DATA LISTING
//! Song models
//!
//! `Song` mirrors a row of the `songs` table. The remaining types are request
//! and upstream payloads that are consumed once and never stored as-is.

use serde::{Deserialize, Deserializer, Serialize};

/// A persisted song row
#[derive(Debug, Clone, PartialEq, Eq, Serialize, Deserialize, sqlx::FromRow)]
pub struct Song {
    /// Storage-assigned identifier, immutable once assigned
    #[sqlx(rename = "song_id")]
    pub id: i32,
    #[sqlx(rename = "group_name")]
    pub group: String,
    #[sqlx(rename = "song_name")]
    pub song: String,
    /// Free-form display date (e.g. "16.07.2006")
    #[serde(rename = "releaseDate", default, skip_serializing_if = "is_blank")]
    pub release_date: Option<String>,
    /// Full text, verses separated by blank lines
    #[serde(default, skip_serializing_if = "is_blank")]
    pub lyrics: Option<String>,
    #[serde(default, skip_serializing_if = "is_blank")]
    pub link: Option<String>,
}

fn is_blank(value: &Option<String>) -> bool {
    value.as_deref().map_or(true, str::is_empty)
}

/// JSON `null` reads as "", the same as an omitted field
fn null_as_empty<'de, D>(deserializer: D) -> Result<String, D::Error>
where
    D: Deserializer<'de>,
{
    Option::<String>::deserialize(deserializer).map(Option::unwrap_or_default)
}

/// Full replacement payload for `PUT /songs/:id`
///
/// Every field defaults to the empty string, so an omitted or null field
/// overwrites the stored value with "" rather than keeping it.
#[derive(Debug, Clone, Default, PartialEq, Eq, Serialize, Deserialize)]
pub struct SongPayload {
    #[serde(default, deserialize_with = "null_as_empty")]
    pub group: String,
    #[serde(default, deserialize_with = "null_as_empty")]
    pub song: String,
    #[serde(rename = "releaseDate", default, deserialize_with = "null_as_empty")]
    pub release_date: String,
    #[serde(default, deserialize_with = "null_as_empty")]
    pub lyrics: String,
    #[serde(default, deserialize_with = "null_as_empty")]
    pub link: String,
}

/// Minimal payload for `POST /songs`
#[derive(Debug, Clone, Default, PartialEq, Eq, Serialize, Deserialize)]
pub struct NewSong {
    #[serde(default, deserialize_with = "null_as_empty")]
    pub group: String,
    #[serde(default, deserialize_with = "null_as_empty")]
    pub song: String,
}

impl NewSong {
    /// Both group and song name must be present and non-blank
    pub fn is_complete(&self) -> bool {
        !self.group.trim().is_empty() && !self.song.trim().is_empty()
    }
}

/// Song details returned by the external metadata service
#[derive(Debug, Clone, Default, PartialEq, Eq, Serialize, Deserialize)]
pub struct SongDetail {
    #[serde(rename = "releaseDate", default, deserialize_with = "null_as_empty")]
    pub release_date: String,
    #[serde(default, deserialize_with = "null_as_empty")]
    pub lyrics: String,
    #[serde(default, deserialize_with = "null_as_empty")]
    pub link: String,
}
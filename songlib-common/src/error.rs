//! Common error types for the song library

use thiserror::Error;

/// Common result type for song library operations
pub type Result<T> = std::result::Result<T, Error>;

/// Common error types shared by the library crates
#[derive(Error, Debug)]
pub enum Error {
    /// Database operation error (wraps sqlx::Error)
    #[error("Database error: {0}")]
    Database(#[from] sqlx::Error),

    /// Configuration loading or validation error
    #[error("Configuration error: {0}")]
    Config(String),
}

EXERCISE OBJECTIVE
Each record must be printed again, word for word, with nothing dropped.

RESPONSE AREA
//! Song models
//!
//! `Song` mirrors a row of the `songs` table. The remaining types are request
//! and upstream payloads that are consumed once and never stored as-is.

use serde::{Deserialize, Deserializer, Serialize};

/// A persisted song row
#[derive(Debug, Clone, PartialEq, Eq, Serialize, Deserialize, sqlx::FromRow)]
pub struct Song {
    /// Storage-assigned identifier, immutable once assigned
    #[sqlx(rename = "song_id")]
    pub id: i32,
    #[sqlx(rename = "group_name")]
    pub group: String,
    #[sqlx(rename = "song_name")]
    pub song: String,
    /// Free-form display date (e.g. "16.07.2006")
    #[serde(rename = "releaseDate", default, skip_serializing_if = "is_blank")]
    pub release_date: Option<String>,
    /// Full text, verses separated by blank lines
    #[serde(default, skip_serializing_if = "is_blank")]
    pub lyrics: Option<String>,
    #[serde(default, skip_serializing_if = "is_blank")]
    pub link: Option<String>,
}

fn is_blank(value: &Option<String>) -> bool {
    value.as_deref().map_or(true, str::is_empty)
}

/// JSON `null` reads as "", the same as an omitted field
fn null_as_empty<'de, D>(deserializer: D) -> Result<String, D::Error>
where
    D: Deserializer<'de>,
{
    Option::<String>::deserialize(deserializer).map(Option::unwrap_or_default)
}

/// Full replacement payload for `PUT /songs/:id`
///
/// Every field defaults to the empty string, so an omitted or null field
/// overwrites the stored value with "" rather than keeping it.
#[derive(Debug, Clone, Default, PartialEq, Eq, Serialize, Deserialize)]
pub struct SongPayload {
    #[serde(default, deserialize_with = "null_as_empty")]
    pub group: String,
    #[serde(default, deserialize_with = "null_as_empty")]
    pub song: String,
    #[serde(rename = "releaseDate", default, deserialize_with = "null_as_empty")]
    pub release_date: String,
    #[serde(default, deserialize_with = "null_as_empty")]
    pub lyrics: String,
    #[serde(default, deserialize_with = "null_as_empty")]
    pub link: String,
}

/// Minimal payload for `POST /songs`
#[derive(Debug, Clone, Default, PartialEq, Eq, Serialize, Deserialize)]
pub struct NewSong {
    #[serde(default, deserialize_with = "null_as_empty")]
    pub group: String,
    #[serde(default, deserialize_with = "null_as_empty")]
    pub song: String,
}

impl NewSong {
    /// Both group and song name must be present and non-blank
    pub fn is_complete(&self) -> bool {
        !self.group.trim().is_empty() && !self.song.trim().is_empty()
    }
}

/// Song details returned by the external metadata service
#[derive(Debug, Clone, Default, PartialEq, Eq, Serialize, Deserialize)]
pub struct SongDetail {
    #[serde(rename = "releaseDate", default, deserialize_with = "null_as_empty")]
    pub release_date: String,
    #[serde(default, deserialize_with = "null_as_empty")]
    pub lyrics: String,
    #[serde(default, deserialize_with = "null_as_empty")]
    pub link: String,
}
filename songlib-common/src/error.rs
//! Common error types for the song library

use thiserror::Error;

/// Common result type for song library operations
pub type Result<T> = std::result::Result<T, Error>;

/// Common error types shared by the library crates
#[derive(Error, Debug)]
pub enum Error {
    /// Database operation error (wraps sqlx::Error)
    #[error("Database error: {0}")]
    Database(#[from] sqlx::Error),

    /// Configuration loading or validation error
    #[error("Configuration error: {0}")]
    Config(String),
}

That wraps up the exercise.